> [PROMPT]
Write out each line of the entries below that holds the word "stored".

> [DATASET CONTENT]
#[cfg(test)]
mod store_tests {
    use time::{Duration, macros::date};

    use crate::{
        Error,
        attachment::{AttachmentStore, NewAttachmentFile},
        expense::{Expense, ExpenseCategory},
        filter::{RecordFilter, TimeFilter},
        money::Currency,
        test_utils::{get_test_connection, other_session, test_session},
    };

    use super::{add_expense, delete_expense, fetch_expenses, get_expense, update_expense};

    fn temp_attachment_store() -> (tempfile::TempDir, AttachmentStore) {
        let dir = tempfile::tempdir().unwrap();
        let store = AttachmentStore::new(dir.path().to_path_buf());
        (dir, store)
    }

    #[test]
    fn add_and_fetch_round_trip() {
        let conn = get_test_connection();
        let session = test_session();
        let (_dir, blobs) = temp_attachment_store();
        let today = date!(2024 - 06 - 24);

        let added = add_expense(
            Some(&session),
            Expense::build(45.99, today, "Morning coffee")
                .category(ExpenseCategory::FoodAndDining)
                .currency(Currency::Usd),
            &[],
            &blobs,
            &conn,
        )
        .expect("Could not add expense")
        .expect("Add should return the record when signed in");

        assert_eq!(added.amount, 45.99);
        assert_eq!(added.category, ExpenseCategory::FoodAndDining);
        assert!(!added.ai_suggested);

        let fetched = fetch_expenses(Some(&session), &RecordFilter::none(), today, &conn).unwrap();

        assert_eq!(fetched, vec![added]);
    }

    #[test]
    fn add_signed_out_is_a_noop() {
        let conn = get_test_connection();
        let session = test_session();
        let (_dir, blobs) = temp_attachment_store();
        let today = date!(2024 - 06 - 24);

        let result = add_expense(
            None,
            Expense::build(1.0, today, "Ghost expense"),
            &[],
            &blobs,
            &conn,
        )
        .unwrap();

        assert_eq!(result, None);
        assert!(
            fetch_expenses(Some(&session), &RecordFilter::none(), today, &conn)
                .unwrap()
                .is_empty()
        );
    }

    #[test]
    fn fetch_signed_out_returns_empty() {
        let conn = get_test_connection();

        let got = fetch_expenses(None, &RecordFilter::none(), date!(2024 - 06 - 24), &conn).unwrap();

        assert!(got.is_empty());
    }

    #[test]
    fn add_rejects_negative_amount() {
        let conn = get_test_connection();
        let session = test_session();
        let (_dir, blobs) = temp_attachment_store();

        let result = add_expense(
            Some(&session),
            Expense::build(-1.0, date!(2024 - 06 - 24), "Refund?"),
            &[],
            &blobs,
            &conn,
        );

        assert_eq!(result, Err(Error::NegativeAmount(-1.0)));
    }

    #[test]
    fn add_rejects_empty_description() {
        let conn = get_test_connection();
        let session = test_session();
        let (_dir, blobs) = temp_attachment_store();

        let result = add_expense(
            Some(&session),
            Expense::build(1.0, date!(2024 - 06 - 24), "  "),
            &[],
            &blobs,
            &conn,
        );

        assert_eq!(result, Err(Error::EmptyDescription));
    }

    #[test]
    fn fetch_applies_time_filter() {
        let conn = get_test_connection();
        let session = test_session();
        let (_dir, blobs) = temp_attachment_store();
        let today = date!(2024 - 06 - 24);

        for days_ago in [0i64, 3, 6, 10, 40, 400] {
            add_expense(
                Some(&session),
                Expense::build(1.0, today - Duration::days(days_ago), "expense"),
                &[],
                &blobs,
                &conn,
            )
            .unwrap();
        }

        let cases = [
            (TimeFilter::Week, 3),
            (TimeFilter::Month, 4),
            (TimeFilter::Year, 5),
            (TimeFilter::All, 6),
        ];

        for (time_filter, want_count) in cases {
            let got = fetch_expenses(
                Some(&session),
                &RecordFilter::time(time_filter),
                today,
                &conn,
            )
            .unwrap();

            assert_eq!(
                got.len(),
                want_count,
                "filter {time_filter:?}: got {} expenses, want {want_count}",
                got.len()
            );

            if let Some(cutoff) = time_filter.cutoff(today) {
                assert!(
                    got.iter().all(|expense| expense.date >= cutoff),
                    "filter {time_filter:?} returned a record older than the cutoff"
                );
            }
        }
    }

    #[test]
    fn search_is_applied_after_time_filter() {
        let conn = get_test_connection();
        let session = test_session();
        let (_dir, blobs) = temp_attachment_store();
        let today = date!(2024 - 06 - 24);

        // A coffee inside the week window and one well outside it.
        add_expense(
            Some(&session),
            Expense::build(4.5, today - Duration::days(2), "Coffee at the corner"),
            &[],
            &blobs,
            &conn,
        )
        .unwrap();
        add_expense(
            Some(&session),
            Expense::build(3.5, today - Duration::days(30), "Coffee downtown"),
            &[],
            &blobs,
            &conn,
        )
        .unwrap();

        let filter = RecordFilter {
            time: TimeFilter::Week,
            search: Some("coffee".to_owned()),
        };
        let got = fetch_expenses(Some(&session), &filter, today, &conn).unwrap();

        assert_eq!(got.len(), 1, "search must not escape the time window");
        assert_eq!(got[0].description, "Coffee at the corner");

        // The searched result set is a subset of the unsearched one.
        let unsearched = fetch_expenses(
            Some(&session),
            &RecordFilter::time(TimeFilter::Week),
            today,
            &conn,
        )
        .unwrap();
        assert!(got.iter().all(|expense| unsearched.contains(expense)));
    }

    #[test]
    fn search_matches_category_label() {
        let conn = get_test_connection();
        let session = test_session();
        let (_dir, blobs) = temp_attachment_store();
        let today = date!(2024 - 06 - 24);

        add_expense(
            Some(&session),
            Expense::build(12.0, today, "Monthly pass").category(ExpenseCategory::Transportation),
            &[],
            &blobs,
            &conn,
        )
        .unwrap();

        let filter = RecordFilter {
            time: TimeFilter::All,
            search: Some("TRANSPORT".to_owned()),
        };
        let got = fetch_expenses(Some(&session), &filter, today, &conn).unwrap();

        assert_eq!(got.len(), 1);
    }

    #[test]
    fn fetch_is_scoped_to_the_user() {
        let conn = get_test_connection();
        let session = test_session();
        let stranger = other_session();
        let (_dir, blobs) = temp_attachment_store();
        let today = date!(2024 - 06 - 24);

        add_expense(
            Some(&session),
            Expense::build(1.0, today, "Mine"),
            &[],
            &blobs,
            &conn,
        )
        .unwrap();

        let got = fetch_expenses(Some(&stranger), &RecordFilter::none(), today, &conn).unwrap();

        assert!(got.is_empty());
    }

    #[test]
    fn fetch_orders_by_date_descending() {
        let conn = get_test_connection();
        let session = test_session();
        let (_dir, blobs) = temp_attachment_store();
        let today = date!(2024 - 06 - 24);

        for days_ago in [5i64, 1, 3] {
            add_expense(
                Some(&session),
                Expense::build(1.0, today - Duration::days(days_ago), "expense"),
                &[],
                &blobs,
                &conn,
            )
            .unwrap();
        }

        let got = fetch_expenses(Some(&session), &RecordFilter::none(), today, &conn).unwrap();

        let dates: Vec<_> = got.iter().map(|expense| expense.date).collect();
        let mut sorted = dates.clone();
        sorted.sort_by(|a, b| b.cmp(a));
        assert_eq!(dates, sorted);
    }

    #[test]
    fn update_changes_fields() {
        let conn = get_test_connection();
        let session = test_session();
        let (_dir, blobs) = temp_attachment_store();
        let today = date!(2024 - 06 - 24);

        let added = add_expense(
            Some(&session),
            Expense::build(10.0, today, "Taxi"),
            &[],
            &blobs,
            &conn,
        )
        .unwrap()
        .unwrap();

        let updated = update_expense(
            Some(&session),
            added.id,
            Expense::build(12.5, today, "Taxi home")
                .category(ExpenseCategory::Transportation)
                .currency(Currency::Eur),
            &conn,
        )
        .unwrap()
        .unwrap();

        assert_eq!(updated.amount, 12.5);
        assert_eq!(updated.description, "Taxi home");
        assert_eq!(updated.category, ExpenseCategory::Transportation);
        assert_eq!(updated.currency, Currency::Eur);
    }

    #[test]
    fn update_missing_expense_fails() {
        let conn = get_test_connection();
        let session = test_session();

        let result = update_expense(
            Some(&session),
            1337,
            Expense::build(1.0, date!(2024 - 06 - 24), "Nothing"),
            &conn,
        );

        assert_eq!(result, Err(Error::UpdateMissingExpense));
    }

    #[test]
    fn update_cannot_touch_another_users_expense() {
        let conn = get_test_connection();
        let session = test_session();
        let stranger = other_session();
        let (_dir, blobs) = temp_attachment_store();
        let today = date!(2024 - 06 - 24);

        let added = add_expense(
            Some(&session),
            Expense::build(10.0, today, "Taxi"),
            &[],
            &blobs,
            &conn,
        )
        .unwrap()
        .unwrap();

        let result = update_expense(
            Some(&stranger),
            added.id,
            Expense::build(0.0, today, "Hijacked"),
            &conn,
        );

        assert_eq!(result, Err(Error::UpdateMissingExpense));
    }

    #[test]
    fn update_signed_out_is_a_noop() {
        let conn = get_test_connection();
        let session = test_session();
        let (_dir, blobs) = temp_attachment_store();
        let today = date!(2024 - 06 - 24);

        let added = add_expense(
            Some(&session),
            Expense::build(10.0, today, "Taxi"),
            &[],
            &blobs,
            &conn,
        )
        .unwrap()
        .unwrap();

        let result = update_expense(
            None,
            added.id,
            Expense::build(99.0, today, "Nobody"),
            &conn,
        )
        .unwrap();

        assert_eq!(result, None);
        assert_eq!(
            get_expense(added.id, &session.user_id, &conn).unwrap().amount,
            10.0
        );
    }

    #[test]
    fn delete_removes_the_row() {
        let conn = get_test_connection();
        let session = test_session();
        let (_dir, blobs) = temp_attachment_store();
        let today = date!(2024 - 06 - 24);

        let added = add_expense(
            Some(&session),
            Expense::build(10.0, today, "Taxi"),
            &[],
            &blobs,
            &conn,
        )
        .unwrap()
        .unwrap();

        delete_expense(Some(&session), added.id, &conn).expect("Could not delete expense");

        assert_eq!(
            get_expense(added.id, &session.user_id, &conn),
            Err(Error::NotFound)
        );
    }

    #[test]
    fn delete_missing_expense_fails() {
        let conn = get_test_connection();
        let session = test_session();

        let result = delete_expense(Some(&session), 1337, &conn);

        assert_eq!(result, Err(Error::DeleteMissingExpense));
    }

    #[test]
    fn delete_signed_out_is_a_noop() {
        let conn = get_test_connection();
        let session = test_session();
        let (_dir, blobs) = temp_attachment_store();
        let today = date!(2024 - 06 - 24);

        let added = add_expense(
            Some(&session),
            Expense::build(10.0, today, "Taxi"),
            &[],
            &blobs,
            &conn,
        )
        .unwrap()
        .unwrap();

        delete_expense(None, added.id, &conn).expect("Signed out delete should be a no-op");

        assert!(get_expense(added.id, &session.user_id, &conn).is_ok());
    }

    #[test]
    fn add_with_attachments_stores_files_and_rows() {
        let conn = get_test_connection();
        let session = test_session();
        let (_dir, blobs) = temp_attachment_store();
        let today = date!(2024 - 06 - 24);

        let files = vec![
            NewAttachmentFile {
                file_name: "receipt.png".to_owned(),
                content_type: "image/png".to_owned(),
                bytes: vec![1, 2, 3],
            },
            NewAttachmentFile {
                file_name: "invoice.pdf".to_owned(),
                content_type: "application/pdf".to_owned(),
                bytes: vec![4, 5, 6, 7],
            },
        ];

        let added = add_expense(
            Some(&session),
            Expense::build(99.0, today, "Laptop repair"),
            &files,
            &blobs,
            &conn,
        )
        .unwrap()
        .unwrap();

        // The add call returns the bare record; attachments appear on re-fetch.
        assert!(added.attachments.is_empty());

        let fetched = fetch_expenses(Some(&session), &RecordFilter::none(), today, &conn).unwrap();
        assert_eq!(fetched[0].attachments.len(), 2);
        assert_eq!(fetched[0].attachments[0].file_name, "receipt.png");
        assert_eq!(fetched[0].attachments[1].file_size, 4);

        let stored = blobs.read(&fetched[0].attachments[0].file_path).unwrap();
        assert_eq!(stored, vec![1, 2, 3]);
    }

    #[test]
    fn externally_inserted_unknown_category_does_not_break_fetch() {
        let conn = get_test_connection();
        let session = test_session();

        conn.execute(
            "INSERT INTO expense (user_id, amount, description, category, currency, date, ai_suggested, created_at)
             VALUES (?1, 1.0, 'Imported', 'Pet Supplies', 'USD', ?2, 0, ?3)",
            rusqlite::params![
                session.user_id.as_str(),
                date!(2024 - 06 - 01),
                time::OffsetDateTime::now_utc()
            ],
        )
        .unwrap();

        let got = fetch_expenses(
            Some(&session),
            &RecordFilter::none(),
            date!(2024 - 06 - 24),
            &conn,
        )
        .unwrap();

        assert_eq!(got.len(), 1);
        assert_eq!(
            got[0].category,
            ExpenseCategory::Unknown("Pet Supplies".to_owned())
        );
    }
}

> [EXERCISE RESPONSE]
        let stored = blobs.read(&fetched[0].attachments[0].file_path).unwrap();
        assert_eq!(stored, vec![1, 2, 3]);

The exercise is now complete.